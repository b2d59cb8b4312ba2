//! Service container implementation.
//!
//! Provides type-keyed service registration and resolution with three
//! lifetimes:
//! - Singleton: built once (guarded against concurrent first resolution)
//! - Scoped: built once per [`Scope`]
//! - Transient: built on every resolution
//!
//! Factories receive a [`Resolver`] which carries the caller's scope, so
//! dependencies resolved from inside a factory share the same scoped
//! instances as the outer resolution.

use std::collections::HashMap;
use std::sync::atomic::{AtomicBool, Ordering};
use std::sync::Arc;

use parking_lot::RwLock;

use crate::descriptor::{AnyService, ServiceDescriptor};
use crate::error::{ConfigurationError, ContainerError, LifetimeViolationError};
use crate::key::{Lifetime, ServiceKey};
use crate::scope::Scope;

/// Registry of service descriptors
#[derive(Default)]
pub struct ServiceContainer {
    registry: RwLock<HashMap<ServiceKey, Arc<ServiceDescriptor>>>,
    sealed: AtomicBool,
}

impl ServiceContainer {
    pub fn new() -> Self {
        Self::default()
    }

    /// Register (or replace) a service.
    ///
    /// Replacing is only allowed while the existing registration has never
    /// been resolved.
    pub fn register(&self, descriptor: impl Into<ServiceDescriptor>) -> Result<(), ContainerError> {
        let descriptor = descriptor.into();
        let key = descriptor.key();

        if self.is_sealed() {
            return Err(ConfigurationError::Sealed { key }.into());
        }

        let mut registry = self.registry.write();
        if let Some(existing) = registry.get(&key) {
            if existing.was_resolved() {
                return Err(ConfigurationError::AlreadyResolved { key }.into());
            }
            tracing::debug!(service = %key, "replacing service registration");
        }

        tracing::debug!(service = %key, lifetime = %descriptor.lifetime(), "registered service");
        registry.insert(key, Arc::new(descriptor));
        Ok(())
    }

    pub fn register_singleton<T, F>(&self, factory: F) -> Result<(), ContainerError>
    where
        T: ?Sized + Send + Sync + 'static,
        F: Fn(&Resolver<'_>) -> Result<Arc<T>, ContainerError> + Send + Sync + 'static,
    {
        self.register(ServiceDescriptor::singleton(factory))
    }

    pub fn register_scoped<T, F>(&self, factory: F) -> Result<(), ContainerError>
    where
        T: ?Sized + Send + Sync + 'static,
        F: Fn(&Resolver<'_>) -> Result<Arc<T>, ContainerError> + Send + Sync + 'static,
    {
        self.register(ServiceDescriptor::scoped(factory))
    }

    pub fn register_transient<T, F>(&self, factory: F) -> Result<(), ContainerError>
    where
        T: ?Sized + Send + Sync + 'static,
        F: Fn(&Resolver<'_>) -> Result<Arc<T>, ContainerError> + Send + Sync + 'static,
    {
        self.register(ServiceDescriptor::transient(factory))
    }

    pub fn register_instance<T>(&self, instance: Arc<T>) -> Result<(), ContainerError>
    where
        T: ?Sized + Send + Sync + 'static,
    {
        self.register(ServiceDescriptor::instance(instance))
    }

    /// Reject every further registration.
    pub fn seal(&self) {
        self.sealed.store(true, Ordering::Release);
    }

    pub fn is_sealed(&self) -> bool {
        self.sealed.load(Ordering::Acquire)
    }

    pub fn contains<T: ?Sized + 'static>(&self) -> bool {
        self.registry.read().contains_key(&ServiceKey::of::<T>())
    }

    pub fn lifetime_of<T: ?Sized + 'static>(&self) -> Option<Lifetime> {
        self.registry
            .read()
            .get(&ServiceKey::of::<T>())
            .map(|descriptor| descriptor.lifetime())
    }

    /// Registered keys, sorted by type name
    pub fn keys(&self) -> Vec<ServiceKey> {
        let mut keys: Vec<_> = self.registry.read().keys().copied().collect();
        keys.sort_by_key(|key| key.type_name());
        keys
    }

    /// Resolve outside of any scope.
    ///
    /// Scoped services (and anything depending on them) fail with
    /// [`LifetimeViolationError::MissingScope`].
    pub fn resolve<T: ?Sized + Send + Sync + 'static>(&self) -> Result<Arc<T>, ContainerError> {
        self.resolve_in::<T>(None)
    }

    /// Resolve with an optional scope.
    pub fn resolve_in<T: ?Sized + Send + Sync + 'static>(
        &self,
        scope: Option<&Scope>,
    ) -> Result<Arc<T>, ContainerError> {
        let key = ServiceKey::of::<T>();
        let instance = self.resolve_key(key, scope, &[])?;
        downcast::<T>(key, &instance)
    }

    /// Resolve every registered service inside `scope`.
    ///
    /// Run once at startup so that a broken registration fails the process
    /// instead of its first request.
    pub fn verify(&self, scope: &Scope) -> Result<VerificationReport, ContainerError> {
        let mut report = VerificationReport::default();
        for key in self.keys() {
            let lifetime = self.descriptor(key)?.lifetime();
            if let Err(err) = self.resolve_key(key, Some(scope), &[]) {
                tracing::error!(service = %key, error = %err, "service failed verification");
                return Err(err);
            }
            report.services.push((key, lifetime));
        }
        tracing::info!(services = report.services.len(), "container verified");
        Ok(report)
    }

    fn descriptor(&self, key: ServiceKey) -> Result<Arc<ServiceDescriptor>, ContainerError> {
        self.registry
            .read()
            .get(&key)
            .cloned()
            .ok_or_else(|| ConfigurationError::Unregistered { key }.into())
    }

    pub(crate) fn resolve_key(
        &self,
        key: ServiceKey,
        scope: Option<&Scope>,
        chain: &[ServiceKey],
    ) -> Result<AnyService, ContainerError> {
        if chain.contains(&key) {
            let mut cycle = chain.to_vec();
            cycle.push(key);
            return Err(ConfigurationError::CircularDependency { chain: cycle }.into());
        }

        let descriptor = self.descriptor(key)?;
        descriptor.mark_resolved();

        let mut path = chain.to_vec();
        path.push(key);

        match descriptor.lifetime() {
            Lifetime::Singleton => {
                // Singletons never see the caller's scope: they must not
                // capture scoped instances.
                let instance = descriptor.singleton.get_or_try_init(|| {
                    tracing::debug!(service = %key, "constructing singleton");
                    (descriptor.factory)(&Resolver::new(self, None, path))
                })?;
                Ok(Arc::clone(instance))
            }
            Lifetime::Scoped => {
                let scope = scope.ok_or(LifetimeViolationError::MissingScope { key })?;
                scope.get_or_create(&descriptor, || {
                    (descriptor.factory)(&Resolver::new(self, Some(scope), path))
                })
            }
            Lifetime::Transient => (descriptor.factory)(&Resolver::new(self, scope, path)),
        }
    }
}

impl std::fmt::Debug for ServiceContainer {
    fn fmt(&self, f: &mut std::fmt::Formatter<'_>) -> std::fmt::Result {
        f.debug_struct("ServiceContainer")
            .field("services", &self.registry.read().len())
            .field("sealed", &self.is_sealed())
            .finish()
    }
}

fn downcast<T: ?Sized + Send + Sync + 'static>(
    key: ServiceKey,
    instance: &AnyService,
) -> Result<Arc<T>, ContainerError> {
    instance
        .downcast_ref::<Arc<T>>()
        .cloned()
        .ok_or_else(|| ConfigurationError::TypeMismatch { key }.into())
}

/// Resolution context handed to factories.
pub struct Resolver<'a> {
    container: &'a ServiceContainer,
    scope: Option<&'a Scope>,
    chain: Vec<ServiceKey>,
}

impl<'a> Resolver<'a> {
    fn new(
        container: &'a ServiceContainer,
        scope: Option<&'a Scope>,
        chain: Vec<ServiceKey>,
    ) -> Self {
        Self {
            container,
            scope,
            chain,
        }
    }

    /// Resolve a dependency in the same scope as the service being built.
    pub fn resolve<T: ?Sized + Send + Sync + 'static>(&self) -> Result<Arc<T>, ContainerError> {
        let key = ServiceKey::of::<T>();
        let instance = self.container.resolve_key(key, self.scope, &self.chain)?;
        downcast::<T>(key, &instance)
    }

    /// The scope the current resolution runs in, if any
    pub fn scope(&self) -> Option<&'a Scope> {
        self.scope
    }
}

/// Services resolved during [`ServiceContainer::verify`]
#[derive(Debug, Default)]
pub struct VerificationReport {
    pub services: Vec<(ServiceKey, Lifetime)>,
}

impl VerificationReport {
    pub fn len(&self) -> usize {
        self.services.len()
    }

    pub fn is_empty(&self) -> bool {
        self.services.is_empty()
    }
}
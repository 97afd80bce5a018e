use std::time::Duration;

use serde::Serialize;

use crate::config::{SmsConfig, SmsMode};

/// Text message sender behind a single `send(destination, message)` call.
#[derive(Clone)]
pub struct SmsSender {
    backend: SmsBackend,
}

#[derive(Clone)]
enum SmsBackend {
    Disabled,
    Log,
    Http {
        client: reqwest::Client,
        endpoint: String,
        api_key: String,
        sender_id: String,
    },
}

#[derive(Serialize)]
struct GatewayRequest<'a> {
    to: &'a str,
    from: &'a str,
    message: &'a str,
}

impl SmsSender {
    pub fn new(config: &SmsConfig) -> Result<Self, String> {
        let backend = match config.mode {
            SmsMode::Disabled => SmsBackend::Disabled,
            SmsMode::Log => SmsBackend::Log,
            SmsMode::Http => {
                if config.endpoint.trim().is_empty() {
                    return Err("SMS_MODE=http requires SMS_ENDPOINT".to_string());
                }
                let client = reqwest::Client::builder()
                    .timeout(Duration::from_secs(10))
                    .build()
                    .map_err(|e| format!("build SMS HTTP client: {e}"))?;
                SmsBackend::Http {
                    client,
                    endpoint: config.endpoint.clone(),
                    api_key: config.api_key.clone(),
                    sender_id: config.sender_id.clone(),
                }
            }
        };
        Ok(Self { backend })
    }

    pub fn disabled() -> Self {
        Self { backend: SmsBackend::Disabled }
    }

    pub fn is_enabled(&self) -> bool {
        !matches!(self.backend, SmsBackend::Disabled)
    }

    pub async fn send(&self, destination: &str, message: &str) -> Result<(), String> {
        let destination = destination.trim();
        if destination.is_empty() {
            return Err("empty SMS destination".to_string());
        }
        match &self.backend {
            SmsBackend::Disabled => {
                log::debug!("SMS disabled, dropping message to {destination}");
                Ok(())
            }
            SmsBackend::Log => {
                log::info!("SMS to {destination}: {message}");
                Ok(())
            }
            SmsBackend::Http { client, endpoint, api_key, sender_id } => {
                let mut request = client.post(endpoint).json(&GatewayRequest {
                    to: destination,
                    from: sender_id,
                    message,
                });
                if !api_key.is_empty() {
                    request = request.bearer_auth(api_key);
                }
                let response = request.send().await.map_err(|e| format!("SMS gateway request: {e}"))?;
                let status = response.status();
                if !status.is_success() {
                    let body = response.text().await.unwrap_or_default();
                    return Err(format!("SMS gateway returned {status}: {body}"));
                }
                Ok(())
            }
        }
    }
}

#[cfg(test)]
mod tests {
    use super::*;

    fn config(mode: SmsMode, endpoint: &str) -> SmsConfig {
        SmsConfig {
            mode,
            endpoint: endpoint.into(),
            api_key: String::new(),
            sender_id: "SRC".into(),
        }
    }

    #[test]
    fn http_mode_needs_endpoint() {
        assert!(SmsSender::new(&config(SmsMode::Http, "")).is_err());
        assert!(SmsSender::new(&config(SmsMode::Http, "https://sms.example.com/send")).is_ok());
    }

    #[tokio::test]
    async fn log_mode_accepts_and_empty_destination_fails() {
        let sender = SmsSender::new(&config(SmsMode::Log, "")).unwrap();
        assert!(sender.is_enabled());
        assert!(sender.send("+233201234567", "Your feedback was resolved").await.is_ok());
        assert!(sender.send("  ", "x").await.is_err());
        assert!(!SmsSender::disabled().is_enabled());
    }
}
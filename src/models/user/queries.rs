use sqlx::PgPool;

use crate::auth::roles::Role;
use crate::errors::AppError;
use crate::models::query_filter::WhereBuilder;
use super::filter::UserFilter;
use super::types::*;

const SELECT_USER: &str = "\
    SELECT u.id, u.username, u.email, u.password_hash, u.first_name, u.last_name, \
           u.phone, u.role, u.status, u.oauth_provider, u.oauth_id, u.profile_picture, \
           u.created_at, u.updated_at \
    FROM users u";

pub async fn find_by_id(pool: &PgPool, id: i64) -> Result<Option<User>, AppError> {
    let sql = format!("{SELECT_USER} WHERE u.id = $1");
    Ok(sqlx::query_as::<_, User>(&sql).bind(id).fetch_optional(pool).await?)
}

/// Local login accepts either the username or the email address.
pub async fn find_by_login(pool: &PgPool, login: &str) -> Result<Option<User>, AppError> {
    let sql = format!("{SELECT_USER} WHERE u.username = $1 OR LOWER(u.email) = LOWER($1) ORDER BY u.id LIMIT 1");
    Ok(sqlx::query_as::<_, User>(&sql)
        .bind(login.trim())
        .fetch_optional(pool)
        .await?)
}

pub async fn find_by_oauth(pool: &PgPool, provider: &str, oauth_id: &str) -> Result<Option<User>, AppError> {
    let sql = format!("{SELECT_USER} WHERE u.oauth_provider = $1 AND u.oauth_id = $2");
    Ok(sqlx::query_as::<_, User>(&sql)
        .bind(provider)
        .bind(oauth_id)
        .fetch_optional(pool)
        .await?)
}

pub async fn find_by_email(pool: &PgPool, email: &str) -> Result<Option<User>, AppError> {
    let sql = format!("{SELECT_USER} WHERE LOWER(u.email) = LOWER($1) ORDER BY u.id LIMIT 1");
    Ok(sqlx::query_as::<_, User>(&sql)
        .bind(email.trim())
        .fetch_optional(pool)
        .await?)
}

pub async fn username_exists(pool: &PgPool, username: &str) -> Result<bool, AppError> {
    let exists: bool = sqlx::query_scalar("SELECT EXISTS(SELECT 1 FROM users WHERE username = $1)")
        .bind(username)
        .fetch_one(pool)
        .await?;
    Ok(exists)
}

pub async fn email_exists(pool: &PgPool, email: &str) -> Result<bool, AppError> {
    let exists: bool = sqlx::query_scalar("SELECT EXISTS(SELECT 1 FROM users WHERE LOWER(email) = LOWER($1))")
        .bind(email.trim())
        .fetch_one(pool)
        .await?;
    Ok(exists)
}

/// Create a user with status `Active`. Returns the new id.
pub async fn create(pool: &PgPool, new: &NewUser) -> Result<i64, AppError> {
    let id: i64 = sqlx::query_scalar(
        "INSERT INTO users (username, email, password_hash, first_name, last_name, role, status, \
                            oauth_provider, oauth_id, profile_picture) \
         VALUES ($1, $2, $3, $4, $5, $6, 'Active', $7, $8, $9) RETURNING id",
    )
    .bind(&new.username)
    .bind(new.email.as_deref())
    .bind(&new.password_hash)
    .bind(&new.first_name)
    .bind(&new.last_name)
    .bind(new.role.as_str())
    .bind(new.oauth_provider.as_deref())
    .bind(new.oauth_id.as_deref())
    .bind(&new.profile_picture)
    .fetch_one(pool)
    .await?;
    Ok(id)
}

/// Set the OAuth linkage and fill only the fields present in `link`.
pub async fn link_oauth(pool: &PgPool, id: i64, link: &OAuthLink) -> Result<(), AppError> {
    sqlx::query(
        "UPDATE users SET oauth_provider = $1, oauth_id = $2, \
                first_name = COALESCE($3, first_name), \
                last_name = COALESCE($4, last_name), \
                profile_picture = COALESCE($5, profile_picture), \
                updated_at = NOW() \
         WHERE id = $6",
    )
    .bind(&link.provider)
    .bind(&link.oauth_id)
    .bind(link.first_name.as_deref())
    .bind(link.last_name.as_deref())
    .bind(link.profile_picture.as_deref())
    .bind(id)
    .execute(pool)
    .await?;
    Ok(())
}

pub async fn update_profile(
    pool: &PgPool,
    id: i64,
    first_name: &str,
    last_name: &str,
    phone: &str,
) -> Result<(), AppError> {
    sqlx::query(
        "UPDATE users SET first_name = $1, last_name = $2, phone = $3, updated_at = NOW() WHERE id = $4",
    )
    .bind(first_name.trim())
    .bind(last_name.trim())
    .bind(phone.trim())
    .bind(id)
    .execute(pool)
    .await?;
    Ok(())
}

pub async fn update_role_status(pool: &PgPool, id: i64, role: Role, status: &str) -> Result<bool, AppError> {
    let result = sqlx::query("UPDATE users SET role = $1, status = $2, updated_at = NOW() WHERE id = $3")
        .bind(role.as_str())
        .bind(status)
        .bind(id)
        .execute(pool)
        .await?;
    Ok(result.rows_affected() > 0)
}

pub async fn update_password(pool: &PgPool, id: i64, password_hash: &str) -> Result<(), AppError> {
    sqlx::query("UPDATE users SET password_hash = $1, updated_at = NOW() WHERE id = $2")
        .bind(password_hash)
        .bind(id)
        .execute(pool)
        .await?;
    Ok(())
}

pub async fn find_filtered(pool: &PgPool, filter: &UserFilter) -> Result<Vec<User>, AppError> {
    let mut builder = WhereBuilder::new();
    filter.apply(&mut builder);
    let sql = format!("{SELECT_USER}{} ORDER BY u.created_at DESC, u.id DESC", builder.where_clause());

    let mut query = sqlx::query_as::<_, User>(&sql);
    for p in builder.params() {
        query = query.bind(p);
    }
    Ok(query.fetch_all(pool).await?)
}

/// Active users eligible as feedback assignees (roles holding `update:feedback`).
pub async fn find_assignees(pool: &PgPool) -> Result<Vec<User>, AppError> {
    let roles: Vec<String> = Role::holding("update:feedback")
        .iter()
        .map(|r| r.as_str().to_string())
        .collect();
    let sql = format!("{SELECT_USER} WHERE u.status = 'Active' AND u.role = ANY($1) ORDER BY u.first_name, u.username");
    Ok(sqlx::query_as::<_, User>(&sql).bind(roles).fetch_all(pool).await?)
}

/// Ids of active users, optionally excluding one (usually the actor).
pub async fn active_ids(pool: &PgPool, except: Option<i64>) -> Result<Vec<i64>, AppError> {
    let ids: Vec<i64> = sqlx::query_scalar(
        "SELECT id FROM users WHERE status = 'Active' AND ($1::BIGINT IS NULL OR id <> $1) ORDER BY id",
    )
    .bind(except)
    .fetch_all(pool)
    .await?;
    Ok(ids)
}

/// Ids of active users whose role grants `code`.
pub async fn active_ids_with_permission(pool: &PgPool, code: &str) -> Result<Vec<i64>, AppError> {
    let roles: Vec<String> = Role::holding(code).iter().map(|r| r.as_str().to_string()).collect();
    if roles.is_empty() {
        return Ok(vec![]);
    }
    let ids: Vec<i64> = sqlx::query_scalar(
        "SELECT id FROM users WHERE status = 'Active' AND role = ANY($1) ORDER BY id",
    )
    .bind(roles)
    .fetch_all(pool)
    .await?;
    Ok(ids)
}

pub async fn count(pool: &PgPool) -> Result<i64, AppError> {
    Ok(sqlx::query_scalar("SELECT COUNT(*) FROM users").fetch_one(pool).await?)
}

/// Create the initial super admin when the users table is empty.
pub async fn seed_super_admin(pool: &PgPool, password_hash: &str) -> Result<bool, AppError> {
    if count(pool).await? > 0 {
        log::info!("Users already present, skipping admin seed");
        return Ok(false);
    }
    let new = NewUser {
        username: "admin".to_string(),
        email: Some("admin@src.local".to_string()),
        password_hash: password_hash.to_string(),
        first_name: "System".to_string(),
        last_name: "Administrator".to_string(),
        role: Role::SuperAdmin,
        oauth_provider: None,
        oauth_id: None,
        profile_picture: String::new(),
    };
    create(pool, &new).await?;
    log::info!("Seeded default super admin 'admin'");
    Ok(true)
}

◇ ◇ ◇ ◇ ◇ ◇ ◇

Exercise goal – Among the lines above, find those that contain the word "WhereBuilder" and copy them.

Expected answer –
use crate::models::query_filter::WhereBuilder;
    let mut builder = WhereBuilder::new();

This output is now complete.